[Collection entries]
[Start of section]

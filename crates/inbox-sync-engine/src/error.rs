//! Error types for the sync engine.

use inbox_data_api::ApiError;
use thiserror::Error;

/// Errors returned to callers of the inbox.
///
/// Only mutations and explicit fetches return errors. Stream and
/// subscription failures are logged and retried, never returned.
#[derive(Debug, Error)]
pub enum SyncError {
    /// The server call failed; any optimistic change has been rolled back.
    #[error("API error: {0}")]
    Api(#[from] ApiError),

    /// No session: call `login` first.
    #[error("Not authenticated")]
    NotAuthenticated,

    /// The mutation worker stopped before the intent settled.
    #[error("Mutation queue closed")]
    QueueClosed,
}

pub type SyncResult<T> = Result<T, SyncError>;
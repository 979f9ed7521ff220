//! Notification data models

use chrono::{DateTime, Utc};
use serde::{Deserialize, Serialize};

/// Notification kind.
#[derive(Debug, Clone, Copy, PartialEq, Eq, Hash, Serialize, Deserialize)]
#[serde(rename_all = "snake_case")]
pub enum NotificationType {
    Like,
    Comment,
    Reply,
    Mention,
    Follow,
    Booking,
    Message,
    Poll,
    Moderation,
    System,
}

/// A user notification as stored in the `notifications` table.
#[derive(Debug, Clone, PartialEq, Serialize, Deserialize)]
pub struct Notification {
    pub id: String,
    pub user_id: String,
    #[serde(rename = "type")]
    pub notification_type: NotificationType,
    #[serde(default)]
    pub title: String,
    #[serde(default)]
    pub message: String,
    #[serde(default)]
    pub link: Option<String>,
    #[serde(default)]
    pub is_read: bool,
    /// Set once when the notification is first read.
    #[serde(default)]
    pub read_at: Option<DateTime<Utc>>,
    #[serde(default = "Utc::now")]
    pub created_at: DateTime<Utc>,
    /// Number of coalesced events folded into this row.
    #[serde(default, skip_serializing_if = "Option::is_none")]
    pub batch_count: Option<u32>,
}

impl Notification {
    /// Whether this notification still counts toward the unread badge.
    pub fn is_unread(&self) -> bool {
        !self.is_read
    }

    /// Number of underlying events this row represents (at least 1).
    pub fn effective_batch_count(&self) -> u32 {
        self.batch_count.unwrap_or(1).max(1)
    }
}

[End of section]

Please reproduce the lines from the line with "the intent settled." to the line with "the unread badge.", both ends included, exactly as they appear above.

    /// The mutation worker stopped before the intent settled.
    #[error("Mutation queue closed")]
    QueueClosed,
}

pub type SyncResult<T> = Result<T, SyncError>;
repository 979f9ed7521ff220
//! Notification data models

use chrono::{DateTime, Utc};
use serde::{Deserialize, Serialize};

/// Notification kind.
#[derive(Debug, Clone, Copy, PartialEq, Eq, Hash, Serialize, Deserialize)]
#[serde(rename_all = "snake_case")]
pub enum NotificationType {
    Like,
    Comment,
    Reply,
    Mention,
    Follow,
    Booking,
    Message,
    Poll,
    Moderation,
    System,
}

/// A user notification as stored in the `notifications` table.
#[derive(Debug, Clone, PartialEq, Serialize, Deserialize)]
pub struct Notification {
    pub id: String,
    pub user_id: String,
    #[serde(rename = "type")]
    pub notification_type: NotificationType,
    #[serde(default)]
    pub title: String,
    #[serde(default)]
    pub message: String,
    #[serde(default)]
    pub link: Option<String>,
    #[serde(default)]
    pub is_read: bool,
    /// Set once when the notification is first read.
    #[serde(default)]
    pub read_at: Option<DateTime<Utc>>,
    #[serde(default = "Utc::now")]
    pub created_at: DateTime<Utc>,
    /// Number of coalesced events folded into this row.
    #[serde(default, skip_serializing_if = "Option::is_none")]
    pub batch_count: Option<u32>,
}

impl Notification {
    /// Whether this notification still counts toward the unread badge.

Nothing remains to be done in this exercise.